Nach wie vor gibt es in Deutschland eine Vielzahl von TV- und Filmproduktionen, in denen die Darsteller rauchen. Insbesondere Kinder und Jugendliche werden zum Nachahmen verführt: Schauspieler sind zum einen attraktive Rollenmodelle, die imitiert werden. Zum anderen wird durch das Rauchen in Film und Fernsehen vermittelt, dass Tabakkonsum in der Gesellschaft weit verbreitet und akzeptiert ist.

Die Deutsche Krebshilfe und das AKTIONSBÜNDNIS NICHTRAUCHEN zeichnen seit 2003 Film- und Fernsehproduktionen mit dem „Rauchfrei-Siegel“ aus, die bewusst auf rauchende Charaktere verzichten und sich somit aktiv für eine rauchfreie Gesellschaft einsetzen. 

Ausgezeichnete Filme – 2003 bis heute

2015: Die Rosenheim-Cops – Serie (ZDF)

2011: In aller Freundschaft – Serie (ARD/MDR)

2010: Die Pfefferkörner – Kinder- und Jugendserie (ARD)

2009: Schloss Einstein – Serie (KI.KA von ARD und ZDF)

2008: Unter uns – Serie (RTL)

2007: Sturm der Liebe – Telenovela (ARD)

2006: Wilsberg – Serie (ZDF) und

          Charlotte und ihre Männer (NDR)

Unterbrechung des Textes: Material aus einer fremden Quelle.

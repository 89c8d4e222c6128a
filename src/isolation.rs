use crate::supervisor::error::UpdateError;
use crate::supervisor::record::ProcessState;
use crate::supervisor::snapshot::ProcessSnapshot;
use crate::supervisor::update::{ProcessConfig, ProcessId, ProcessIdError, ProcessUpdate};
use crate::supervisor::ProcessManager;
use serde::{Deserialize, Serialize};
use std::sync::Arc;
use std::time::{Duration, Instant};
use thiserror::Error;
use tracing::debug;

const DEFAULT_LAUNCH_TIMEOUT: Duration = Duration::from_secs(10);
const READY_POLL_INTERVAL: Duration = Duration::from_millis(20);

/// Policy mapping request metadata to the process key work runs under.
#[derive(Debug, Clone, Copy, PartialEq, Eq, Default, Serialize, Deserialize)]
#[serde(rename_all = "lowercase")]
pub enum IsolationLevel {
    /// All callers share one process per pattern.
    #[default]
    None,
    /// One process per tenant namespace.
    Namespace,
    /// One process per user session.
    Session,
}

#[derive(Debug, Error, PartialEq)]
pub enum IsolationKeyError {
    #[error("isolation level '{0:?}' requires a namespace")]
    MissingNamespace(IsolationLevel),

    #[error("isolation level 'session' requires a session")]
    MissingSession,

    #[error("derived process key is invalid: {0}")]
    InvalidKey(#[from] ProcessIdError),
}

impl IsolationLevel {
    /// Derives the canonical process key for a request.
    pub fn process_key(
        &self,
        pattern: &str,
        namespace: Option<&str>,
        session: Option<&str>,
    ) -> Result<ProcessId, IsolationKeyError> {
        let key = match self {
            IsolationLevel::None => format!("shared:{pattern}"),
            IsolationLevel::Namespace => {
                let namespace = namespace
                    .filter(|s| !s.is_empty())
                    .ok_or(IsolationKeyError::MissingNamespace(*self))?;
                format!("ns:{namespace}:{pattern}")
            }
            IsolationLevel::Session => {
                let namespace = namespace
                    .filter(|s| !s.is_empty())
                    .ok_or(IsolationKeyError::MissingNamespace(*self))?;
                let session = session
                    .filter(|s| !s.is_empty())
                    .ok_or(IsolationKeyError::MissingSession)?;
                format!("session:{namespace}:{session}:{pattern}")
            }
        };
        Ok(ProcessId::new(&key)?)
    }

    /// Classifies an existing key by its prefix; `None` for keys that were
    /// not derived by this layer.
    pub fn classify(key: &ProcessId) -> Option<IsolationLevel> {
        if key.starts_with("shared:") {
            Some(IsolationLevel::None)
        } else if key.starts_with("ns:") {
            Some(IsolationLevel::Namespace)
        } else if key.starts_with("session:") {
            Some(IsolationLevel::Session)
        } else {
            None
        }
    }
}

/// A launch request after the launcher resolved pattern template and config.
#[derive(Debug, Clone, PartialEq)]
pub struct LaunchSpec {
    pub pattern: String,
    pub isolation: IsolationLevel,
    pub namespace: Option<String>,
    pub session: Option<String>,
    pub config: ProcessConfig,
}

/// Contact information returned to a launch caller.
#[derive(Debug, Clone, PartialEq, Serialize)]
pub struct LaunchedProcess {
    pub process_id: ProcessId,
    #[serde(skip_serializing_if = "Option::is_none")]
    pub address: Option<String>,
    pub state: ProcessState,
    pub healthy: bool,
}

impl From<&ProcessSnapshot> for LaunchedProcess {
    fn from(snapshot: &ProcessSnapshot) -> Self {
        Self {
            process_id: snapshot.id.clone(),
            address: snapshot.address.clone(),
            state: snapshot.state,
            healthy: snapshot.healthy,
        }
    }
}

#[derive(Debug, Error, PartialEq)]
pub enum LaunchError {
    #[error(transparent)]
    Key(#[from] IsolationKeyError),

    #[error(transparent)]
    Supervisor(#[from] UpdateError),

    /// Transient: the process did not become healthy within the timeout.
    /// The worker keeps trying in the background; callers may retry.
    #[error("process '{id}' was not ready within {timeout:?}")]
    Timeout { id: ProcessId, timeout: Duration },
}

/// Multiplexes one supervisor across tenants and sessions: derives stable
/// process keys from request metadata and delegates to the process manager,
/// reusing a live process when one exists.
pub struct IsolationManager {
    supervisor: Arc<ProcessManager>,
    launch_timeout: Duration,
}

impl IsolationManager {
    pub fn new(supervisor: Arc<ProcessManager>) -> Self {
        Self {
            supervisor,
            launch_timeout: DEFAULT_LAUNCH_TIMEOUT,
        }
    }

    pub fn with_launch_timeout(self, launch_timeout: Duration) -> Self {
        Self {
            launch_timeout,
            ..self
        }
    }

    /// Launches the pattern under its canonical key, or reuses the running
    /// process for that key.
    ///
    /// Waits until the worker reaches `Syncing` with a good health report
    /// (the first successful sync), bounded by the launch timeout; on
    /// timeout a transient error is returned while the worker keeps
    /// converging in the background.
    pub fn launch(&self, spec: LaunchSpec) -> Result<LaunchedProcess, LaunchError> {
        let key = spec.isolation.process_key(
            &spec.pattern,
            spec.namespace.as_deref(),
            spec.session.as_deref(),
        )?;

        let deadline = Instant::now() + self.launch_timeout;
        let mut requested = false;
        loop {
            let snapshot = self.supervisor.health();
            match snapshot.process(&key) {
                Some(process)
                    if process.state == ProcessState::Syncing && process.healthy =>
                {
                    debug!(id = %key, created = requested, "pattern process ready");
                    return Ok(process.into());
                }
                Some(process) if process.state == ProcessState::Finished && !requested => {
                    self.request(&key, &spec, &mut requested, deadline)?;
                }
                Some(_converging) => {}
                None => self.request(&key, &spec, &mut requested, deadline)?,
            }

            if Instant::now() >= deadline {
                return Err(LaunchError::Timeout {
                    id: key,
                    timeout: self.launch_timeout,
                });
            }
            std::thread::sleep(READY_POLL_INTERVAL);
        }
    }

    fn request(
        &self,
        key: &ProcessId,
        spec: &LaunchSpec,
        requested: &mut bool,
        deadline: Instant,
    ) -> Result<(), LaunchError> {
        let update = ProcessUpdate::create(key.clone(), spec.config.clone());
        match self.supervisor.update_process(update) {
            Ok(()) => {
                *requested = true;
                Ok(())
            }
            // Busy is transient: keep polling until the launch deadline.
            Err(UpdateError::Busy(_, _)) if Instant::now() < deadline => Ok(()),
            Err(err) => Err(err.into()),
        }
    }
}
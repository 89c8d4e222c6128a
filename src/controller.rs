pub mod client;
pub mod heartbeat;
pub mod http;
pub mod messages;
pub mod poller;
pub mod status;
use crate::controller::client::ControllerClient;
use crate::controller::status::ControllerStatusCell;
use crate::event::channel::EventPublisher;
use crate::event::ControllerEvent;
use crate::supervisor::backoff::BackoffPolicy;
use crate::supervisor::update::ProcessCategory;
use crate::utils::thread_context::{NotStartedThreadContext, StartedThreadContext};
use std::sync::Arc;
use std::time::Duration;
use tracing::{debug, info, warn};

pub const POLLER_THREAD_NAME: &str = "controller_poller";

#[derive(Debug, Clone)]
pub struct PollerSettings {
    pub capacity: u32,
    pub capabilities: Vec<ProcessCategory>,
    pub poll_interval: Duration,
    pub registration_backoff: BackoffPolicy,
}

/// Registers with the controller and then polls it for assignments and
/// revocations, forwarding them to the launcher run loop as events.
///
/// Connection loss flips back to the registration phase, retried with
/// exponential backoff; already-assigned processes keep running locally the
/// whole time.
pub fn spawn_controller_poller(
    client: Arc<ControllerClient>,
    publisher: EventPublisher<ControllerEvent>,
    status: Arc<ControllerStatusCell>,
    settings: PollerSettings,
) -> StartedThreadContext {
    NotStartedThreadContext::new(POLLER_THREAD_NAME, move |stop_consumer| {
        let mut registered = false;
        let mut attempt: u32 = 0;
        let mut cursor: u64 = 0;
        loop {
            if !registered {
                match client.register(settings.capacity, &settings.capabilities) {
                    Ok(()) => {
                        info!(launcher_id = client.launcher_id(), "registered with controller");
                        registered = true;
                        attempt = 0;
                        status.registered();
                        let _ = publisher.publish(ControllerEvent::Registered);
                    }
                    Err(err) => {
                        attempt += 1;
                        if err.is_unreachable() {
                            status.unreachable(err.to_string());
                        }
                        let delay = settings.registration_backoff.delay(attempt);
                        warn!(error = %err, attempt, retry_in = ?delay, "registration failed");
                        let _ = publisher.publish(ControllerEvent::ConnectFailed(err.to_string()));
                        if stop_consumer.is_cancelled(delay) {
                            break;
                        }
                        continue;
                    }
                }
            }

            if stop_consumer.is_cancelled(settings.poll_interval) {
                break;
            }

            match client.poll_assignments(cursor) {
                Ok(batch) => {
                    status.reachable();
                    cursor = cursor.max(batch.cursor);
                    for assignment in batch.assignments {
                        debug!(process_id = %assignment.process_id, "assignment received");
                        let _ = publisher
                            .publish(ControllerEvent::AssignmentReceived(assignment));
                    }
                    for revocation in batch.revocations {
                        debug!(process_id = %revocation.process_id, "revocation received");
                        let _ = publisher
                            .publish(ControllerEvent::RevocationReceived(revocation));
                    }
                }
                Err(err) if err.is_unreachable() => {
                    warn!(error = %err, "controller unreachable, will re-register");
                    registered = false;
                    status.unreachable(err.to_string());
                    let _ = publisher.publish(ControllerEvent::ConnectFailed(err.to_string()));
                }
                Err(err) => {
                    warn!(error = %err, "assignment poll failed");
                }
            }
        }
        debug!("controller poller exited");
    })
    .start()
}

2005: SOKO Leipzig – Serie (ZDF)

2004: Marienhof – täglich (ARD)

2003: Gute Zeiten, Schlechte Zeiten – täglich (RTL)

Rauchen in Filmen

Rauchfrei macht Schule

Für rauchfreie Schulklassen

Die Deutsche Krebshilfe unterstützt finanziell den bundesweite Wettbewerb zum Nichtrauchen in Schulklassen „Be Smart – Don’t Start“.

Der Nichtraucher-Wettbewerb hat folgende Ziele:

• Das Thema „Nichtrauchen” in die Schulen zu bringen und attraktiv für Schülerinnen und Schüler zu machen
• den Einstiegs in das Rauchen bei nichtrauchenden Schülerinnen und Schülern verzögern bzw. verhindern
• bei den Schülerinnen und Schülern, die bereits mit dem Rauchen experimentieren, den Zigarettenkonsum einzustellen, so dass sie nicht zu regelmäßigen Rauchern werden
• begleitende, gesundheitsfördernde Maßnahmen in der Klasse durchführen

Aktuell läuft der Wettbewerb für das Schuljahr 2016/2017.